A Story of Magic and Peril

Banner of the DamnedBanner of the Damned by Sherwood Smith
My rating: 5 of 5 stars

This novel forms a bridge between the Inda tetralogy and the era of Crown Duel and the CJ Notebooks. In Crown Duel, there was a reference to the ties between Remalna and Marloven Hess, going back to when a Marloven princess married into the old royal family. There have also been references in the later books to Indevan's ride into Norsunder with his First Lancers. This is the story of those events.

In the Inda books we saw the Marlovens through their own eyes, but in this, we see them through the eyes of the Colendi, a cultured people reminiscent of Heian Japan or the court of the Sun King at Versailles, but with magic. And by this point magic has become far more common than it was in Inda's era, although not to the near-ubiquity of CJ's notebooks.

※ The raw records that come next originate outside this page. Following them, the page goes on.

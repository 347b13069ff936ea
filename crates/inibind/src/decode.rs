//! Built-in [`TextDecode`] implementations.

use std::net::{IpAddr, Ipv4Addr, Ipv6Addr, SocketAddr};
use std::path::PathBuf;
use std::time::Duration;

use crate::error::DecodeError;
use crate::value::TextDecode;

macro_rules! from_str_decode {
    ($($ty:ty),+) => {$(
        impl TextDecode for $ty {
            const KIND: &'static str = stringify!($ty);

            fn from_text(text: &str) -> Result<Self, DecodeError> {
                text.parse::<$ty>()
                    .map_err(|_| DecodeError::invalid(Self::KIND, text))
            }

            fn to_text(&self) -> Option<String> {
                Some(self.to_string())
            }
        }
    )+};
}

from_str_decode!(
    i8, i16, i32, i64, isize, u8, u16, u32, u64, usize, char, IpAddr, Ipv4Addr, Ipv6Addr,
    SocketAddr
);

macro_rules! float_decode {
    ($($ty:ty),+) => {$(
        impl TextDecode for $ty {
            const KIND: &'static str = stringify!($ty);

            fn from_text(text: &str) -> Result<Self, DecodeError> {
                let value = text
                    .parse::<$ty>()
                    .map_err(|_| DecodeError::invalid(Self::KIND, text))?;
                // Out-of-range literals parse to infinity instead of failing.
                if value.is_infinite() && !names_infinity(text) {
                    return Err(DecodeError::invalid(Self::KIND, text));
                }
                Ok(value)
            }

            fn to_text(&self) -> Option<String> {
                Some(self.to_string())
            }
        }
    )+};
}

float_decode!(f32, f64);

fn names_infinity(text: &str) -> bool {
    text.trim_start_matches(['+', '-'])
        .get(..3)
        .is_some_and(|prefix| prefix.eq_ignore_ascii_case("inf"))
}

impl TextDecode for bool {
    const KIND: &'static str = "bool";

    fn from_text(text: &str) -> Result<Self, DecodeError> {
        match text {
            "1" | "t" | "T" | "TRUE" | "true" | "True" => Ok(true),
            "0" | "f" | "F" | "FALSE" | "false" | "False" => Ok(false),
            _ => Err(DecodeError::invalid(Self::KIND, text)),
        }
    }

    fn to_text(&self) -> Option<String> {
        Some(self.to_string())
    }
}

impl TextDecode for String {
    const KIND: &'static str = "String";

    fn from_text(text: &str) -> Result<Self, DecodeError> {
        Ok(text.to_string())
    }

    fn to_text(&self) -> Option<String> {
        Some(self.clone())
    }
}

impl TextDecode for PathBuf {
    const KIND: &'static str = "PathBuf";

    fn from_text(text: &str) -> Result<Self, DecodeError> {
        Ok(PathBuf::from(text))
    }

    fn to_text(&self) -> Option<String> {
        self.to_str().map(str::to_string)
    }
}

impl TextDecode for Duration {
    const KIND: &'static str = "Duration";

    fn from_text(text: &str) -> Result<Self, DecodeError> {
        parse_duration(text).ok_or_else(|| DecodeError::invalid(Self::KIND, text))
    }

    fn to_text(&self) -> Option<String> {
        Some(format_duration(*self))
    }
}

const NANOS_PER_SEC: u128 = 1_000_000_000;

fn unit_nanos(unit: &str) -> Option<u128> {
    Some(match unit {
        "ns" => 1,
        "us" | "µs" | "μs" => 1_000,
        "ms" => 1_000_000,
        "s" => NANOS_PER_SEC,
        "m" => 60 * NANOS_PER_SEC,
        "h" => 3_600 * NANOS_PER_SEC,
        _ => return None,
    })
}

/// Parse a duration such as `1h30m`, `1.5s` or `250ms`. A bare `0` is
/// accepted; negative durations are not.
fn parse_duration(text: &str) -> Option<Duration> {
    let mut rest = text.strip_prefix('+').unwrap_or(text);
    if rest == "0" {
        return Some(Duration::ZERO);
    }
    if rest.is_empty() {
        return None;
    }

    let mut total: u128 = 0;
    while !rest.is_empty() {
        let int_len = rest.find(|c: char| !c.is_ascii_digit()).unwrap_or(rest.len());
        let (int_part, after) = rest.split_at(int_len);

        let (frac_part, after) = match after.strip_prefix('.') {
            Some(after) => {
                let len = after.find(|c: char| !c.is_ascii_digit()).unwrap_or(after.len());
                after.split_at(len)
            }
            None => ("", after),
        };
        if int_part.is_empty() && frac_part.is_empty() {
            return None;
        }

        let unit_len = after
            .find(|c: char| c.is_ascii_digit() || c == '.')
            .unwrap_or(after.len());
        let (unit, after) = after.split_at(unit_len);
        let scale = unit_nanos(unit)?;

        let whole: u128 = if int_part.is_empty() {
            0
        } else {
            int_part.parse().ok()?
        };
        let mut component = whole.checked_mul(scale)?;

        // Digits past nanosecond precision cannot change the result.
        let frac_digits = &frac_part[..frac_part.len().min(18)];
        if !frac_digits.is_empty() {
            let numerator: u128 = frac_digits.parse().ok()?;
            let denominator = 10u128.pow(frac_digits.len() as u32);
            component = component.checked_add(numerator * scale / denominator)?;
        }

        total = total.checked_add(component)?;
        rest = after;
    }

    let secs = u64::try_from(total / NANOS_PER_SEC).ok()?;
    Some(Duration::new(secs, (total % NANOS_PER_SEC) as u32))
}

/// Inverse of [`parse_duration`]: `1h30m0s`, `1.5s`, `250ms`.
fn format_duration(duration: Duration) -> String {
    let nanos = duration.as_nanos();
    if nanos == 0 {
        return "0s".to_string();
    }

    if nanos < NANOS_PER_SEC {
        let (unit, scale) = if nanos < 1_000 {
            ("ns", 1)
        } else if nanos < 1_000_000 {
            ("µs", 1_000)
        } else {
            ("ms", 1_000_000)
        };
        return format!("{}{unit}", decimal(nanos, scale));
    }

    let secs = nanos / NANOS_PER_SEC;
    let hours = secs / 3_600;
    let minutes = secs % 3_600 / 60;
    let mut out = String::new();
    if hours > 0 {
        out.push_str(&format!("{hours}h"));
    }
    if hours > 0 || minutes > 0 {
        out.push_str(&format!("{minutes}m"));
    }
    let rem = nanos % (60 * NANOS_PER_SEC);
    out.push_str(&decimal(rem, NANOS_PER_SEC));
    out.push('s');
    out
}

fn decimal(value: u128, scale: u128) -> String {
    let whole = value / scale;
    let frac = value % scale;
    if frac == 0 {
        return whole.to_string();
    }
    let width = scale.ilog10() as usize;
    let digits = format!("{frac:0width$}");
    format!("{whole}.{}", digits.trim_end_matches('0'))
}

It is also the story of a woman on trial: Emras the Scribe, who became royal scribe to Princess Lasva, and who accompanied her to Marloven Hesea (as the country was known at the time) when she weds Prince Ivandred, who rescued her from the Chwair king. Officially, Emras went as a scribe, but the Queen gave her a secret mission: protect Princess Lasva from dark magic, which both the Chwair and the Marlovens had a reputation for using.

A very open-ended mission, with almost no instruction on how to go about it. So Emras does so as best she knows how, trying to learn how magic works. And her very diligence and determination lead her down a path she might not have, had she been given better instruction and been less easily led astray.